Battered Wife Syndrome
Monday, April 30th, 2007The Ministry of Information has posted good reviews of both Porcupine Tree’s “Fear of a Blank Planet” and their gig at Preston.
But there are a couple of thowaway lines I rather take exception to. This one…
Queuing outside the venue, the audience seemed older and more predominantly male than usual, wearing a disconcerting number of retro ‘prog’ T-shirts.
And then this…
The album features guest appearences from Alex Lifeson and Robert Fripp from Rush and King Crimson respectively, if not respectfully – I’m not an admirer, and including what music critics and potential album purchasers could regard as ‘prog dinosaurs’ was needlessly dangerous. I didn’t exactly welcome the announcement that they’d be participating.
Even knowing which guitar solo was provided by Lifeson, I didn’t regard it as noteworthy; SW could easily have composed something himself and denied lazy journalists the opportunity to dismissively liken Porcupine Tree to retro ‘prog’… stuff. Fripp’s contribution, a layered guitar interlude between 4:11 and 4:48 on ‘Way Out of Here’, reprised towards the end of the song, was pleasant enough but again, not distinctive, and nothing SW couldn’t have generated himself.
So why have guest appearences by ‘name’ musicians only of interest to old-time ‘prog’ fans, which have the very real potential to alienate more mainstream listeners and critics? It’s a bad idea in terms of mass-market credibility, which succeeded musically only because the guests’ contributions were unobtrusive to the point of being anonymous. I’d call that a pointless gimmick.
I was probably one of those older males wearing a retro-prog T shirt, which I’d purchased at The Reasoning the night before.
I’m really annoyed by the whole “we’re not prog” attitude of some people; Porcupine Tree’s Steve Wilson and Marillion’s Steve Hogarth, I’m looking at you. I’m thinking of SW’s ridiculous spat with Roine Stolt 18 months ago.
I don’t believe there’s anything to be gained in attempting to appease NME-school music critics. They’re never going to like a band like Porcupine Tree. PT are all about musical content, rather than image or attitude. Their lengthy songs, instrumental virtuosity, complex musical structures and lyrics that aren’t about fights outside chip shops in Leeds are the antithesis of everything the NME school stand for.
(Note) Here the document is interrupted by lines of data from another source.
//! In-memory ledger of build records, keyed by output path
//!
//! Each record is the consumer side of a single-writer, multi-reader
//! `tokio::sync::watch` channel. The producer side is a [`BuildClaim`],
//! handed to exactly one caller when a record is installed. Every mutation
//! of the map happens under one mutex that is never held across an `.await`,
//! so check-then-install is atomic and at most one record per output path is
//! ever pending.

use crate::error::RollcacheError;
use std::collections::{BTreeSet, HashMap};
use std::path::{Path, PathBuf};
use std::sync::{Arc, Mutex, MutexGuard, PoisonError};
use tokio::sync::watch;
use tracing::debug;

/// Absolute source paths read by one build of an output
#[derive(Debug, Clone, Default, PartialEq, Eq)]
pub struct DependencySet(BTreeSet<PathBuf>);

impl DependencySet {
    /// Collect the absolute paths from a bundle's module ids
    ///
    /// Virtual modules (`\0helper` and the like) have no file behind them
    /// and are skipped.
    pub fn from_module_ids<I, S>(ids: I) -> Self
    where
        I: IntoIterator<Item = S>,
        S: AsRef<str>,
    {
        ids.into_iter()
            .map(|id| PathBuf::from(id.as_ref()))
            .filter(|path| path.is_absolute())
            .collect()
    }

    pub fn iter(&self) -> impl Iterator<Item = &Path> {
        self.0.iter().map(PathBuf::as_path)
    }

    pub fn contains(&self, path: &Path) -> bool {
        self.0.contains(path)
    }

    pub fn len(&self) -> usize {
        self.0.len()
    }

    pub fn is_empty(&self) -> bool {
        self.0.is_empty()
    }
}

impl FromIterator<PathBuf> for DependencySet {
    fn from_iter<T: IntoIterator<Item = PathBuf>>(iter: T) -> Self {
        Self(iter.into_iter().collect())
    }
}

/// Lifecycle status of a build record
#[derive(Debug, Clone, Copy, PartialEq, Eq)]
pub enum BuildStatus {
    Pending,
    Resolved,
    Rejected,
}

/// Why a build record was rejected
#[derive(Debug, Clone, PartialEq, Eq)]
pub enum BuildRejection {
    /// Superseded or abandoned before it completed
    Expired,
    /// The build itself failed
    Failed(String),
}

impl BuildRejection {
    /// Convert into the error reported for `output`
    pub fn into_error(self, output: &Path) -> RollcacheError {
        match self {
            Self::Expired => RollcacheError::ExpiredBuild(output.to_path_buf()),
            Self::Failed(reason) => RollcacheError::BuildFailed {
                path: output.to_path_buf(),
                reason,
            },
        }
    }
}

#[derive(Debug, Clone)]
enum BuildState {
    Pending,
    Resolved(Arc<DependencySet>),
    Rejected(BuildRejection),
}

impl BuildState {
    fn status(&self) -> BuildStatus {
        match self {
            Self::Pending => BuildStatus::Pending,
            Self::Resolved(_) => BuildStatus::Resolved,
            Self::Rejected(_) => BuildStatus::Rejected,
        }
    }
}

/// Settle a pending state; settled states never change again
fn settle(state: &watch::Sender<BuildState>, next: BuildState) -> bool {
    state.send_if_modified(|current| {
        if matches!(current, BuildState::Pending) {
            *current = next;
            true
        } else {
            false
        }
    })
}

/// Consumer handle on an output's most recent build attempt
#[derive(Debug, Clone)]
pub struct BuildRecord {
    state: Arc<watch::Sender<BuildState>>,
}

impl BuildRecord {
    /// Create a pending record and the claim that will settle it
    pub fn pending(output: impl Into<PathBuf>) -> (Self, BuildClaim) {
        let (tx, _) = watch::channel(BuildState::Pending);
        let state = Arc::new(tx);
        let claim = BuildClaim {
            output: output.into(),
            state: Arc::clone(&state),
            settled: false,
        };
        (Self { state }, claim)
    }

    /// Create a record that is already resolved with `dependencies`
    pub fn resolved(dependencies: DependencySet) -> Self {
        let (tx, _) = watch::channel(BuildState::Resolved(Arc::new(dependencies)));
        Self {
            state: Arc::new(tx),
        }
    }

    pub fn status(&self) -> BuildStatus {
        self.state.borrow().status()
    }

    /// Wait until the record settles
    ///
    /// Resolves immediately for records that are already settled.
    pub async fn wait(&self) -> Result<Arc<DependencySet>, BuildRejection> {
        let mut rx = self.state.subscribe();
        let state = rx
            .wait_for(|state| !matches!(state, BuildState::Pending))
            .await
            .map_err(|_| BuildRejection::Expired)?;

        match &*state {
            BuildState::Resolved(deps) => Ok(Arc::clone(deps)),
            BuildState::Rejected(rejection) => Err(rejection.clone()),
            BuildState::Pending => Err(BuildRejection::Expired),
        }
    }

    /// Whether both handles refer to the same build attempt
    pub fn same_build(&self, other: &BuildRecord) -> bool {
        Arc::ptr_eq(&self.state, &other.state)
    }

    fn expire(&self) -> bool {
        settle(&self.state, BuildState::Rejected(BuildRejection::Expired))
    }
}

/// Producer handle for a pending build record
///
/// Holding a claim is the right to build one output. Resolving or
/// rejecting it wakes every request waiting on the record; dropping it
/// unsettled expires the record so no waiter hangs.
#[derive(Debug)]
pub struct BuildClaim {
    output: PathBuf,
    state: Arc<watch::Sender<BuildState>>,
    settled: bool,
}

impl BuildClaim {
    /// Output path this claim builds
    pub fn output(&self) -> &Path {
        &self.output
    }

    /// Consumer view of the claimed record
    pub fn record(&self) -> BuildRecord {
        BuildRecord {
            state: Arc::clone(&self.state),
        }
    }

    /// Complete the build with its dependency set
    pub fn resolve(mut self, dependencies: DependencySet) {
        let count = dependencies.len();
        if self.settle(BuildState::Resolved(Arc::new(dependencies))) {
            debug!(target: "rollcache::check", "Resolved {} with {} dependencies", self.output.display(), count);
        } else {
            debug!(target: "rollcache::check", "Build for {} finished after it was superseded", self.output.display());
        }
    }

    /// Fail the build; waiters receive `reason`
    pub fn reject(mut self, reason: impl Into<String>) {
        self.settle(BuildState::Rejected(BuildRejection::Failed(reason.into())));
    }

    /// Give the build up; waiters are told to decide again
    pub fn expire(mut self) {
        self.settle(BuildState::Rejected(BuildRejection::Expired));
    }

    fn settle(&mut self, next: BuildState) -> bool {
        self.settled = true;
        settle(&self.state, next)
    }
}

impl Drop for BuildClaim {
    fn drop(&mut self) {
        if !self.settled && settle(&self.state, BuildState::Rejected(BuildRejection::Expired)) {
            debug!(target: "rollcache::check", "Claim for {} dropped unsettled", self.output.display());
        }
    }
}

/// Result of [`Ledger::lookup_or_claim`]
#[derive(Debug)]
pub enum Slot {
    /// A record already exists for the output
    Existing(BuildRecord),
    /// No record existed; the caller now owns a fresh pending one
    Claimed(BuildClaim),
}

/// Process-lifetime map from output path to its latest build record
#[derive(Debug, Default)]
pub struct Ledger {
    records: Mutex<HashMap<PathBuf, BuildRecord>>,
}

impl Ledger {
    /// Create an empty ledger
    pub fn new() -> Self {
        Self::default()
    }

    /// Get the record for an output
    pub fn get(&self, output: &Path) -> Option<BuildRecord> {
        self.records().get(output).cloned()
    }

    /// Install a record, expiring a pending record it replaces
    pub fn put(&self, output: impl Into<PathBuf>, record: BuildRecord) {
        Self::install(&mut self.records(), output.into(), record);
    }

    /// Retire the current record and claim a fresh pending one
    ///
    /// Waiters on a pending record being replaced receive
    /// [`BuildRejection::Expired`].
    pub fn supersede(&self, output: &Path) -> BuildClaim {
        let (record, claim) = BuildRecord::pending(output);
        Self::install(&mut self.records(), output.to_path_buf(), record);
        claim
    }

    /// Return the existing record, or claim a fresh one if there is none
    pub fn lookup_or_claim(&self, output: &Path) -> Slot {
        let mut records = self.records();
        if let Some(record) = records.get(output) {
            return Slot::Existing(record.clone());
        }
        let (record, claim) = BuildRecord::pending(output);
        records.insert(output.to_path_buf(), record);
        Slot::Claimed(claim)
    }

    /// Supersede `observed` only if it is still the current record
    ///
    /// Returns `None` when another caller replaced it first; the caller
    /// should then piggyback on that build instead of starting another.
    pub fn supersede_if_current(&self, output: &Path, observed: &BuildRecord) -> Option<BuildClaim> {
        let mut records = self.records();
        let is_current = records
            .get(output)
            .is_some_and(|current| current.same_build(observed));
        if !is_current {
            return None;
        }

        let (record, claim) = BuildRecord::pending(output);
        Self::install(&mut records, output.to_path_buf(), record);
        Some(claim)
    }

    /// Number of outputs with a record
    pub fn len(&self) -> usize {
        self.records().len()
    }

    pub fn is_empty(&self) -> bool {
        self.records().is_empty()
    }

    fn install(records: &mut HashMap<PathBuf, BuildRecord>, output: PathBuf, record: BuildRecord) {
        if let Some(previous) = records.insert(output.clone(), record) {
            if previous.expire() {
                debug!(target: "rollcache::check", "Expired pending build for {}", output.display());
            }
        }
    }

    fn records(&self) -> MutexGuard<'_, HashMap<PathBuf, BuildRecord>> {
        self.records.lock().unwrap_or_else(PoisonError::into_inner)
    }
}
Which is why pandering to them is akin to battered wife syndrome. “If only they didn’t invite certain unfashionable musicians these nasty critics wouldn’t be so mean” is a bad, bad strategy. Better to challenge the stupid revisionist ‘post punk orthodoxy’, and get the world to recognise that a clique of critics that seem to think Mark E Smith is a greater genius than Roger Waters aren’t really worth listening to any more.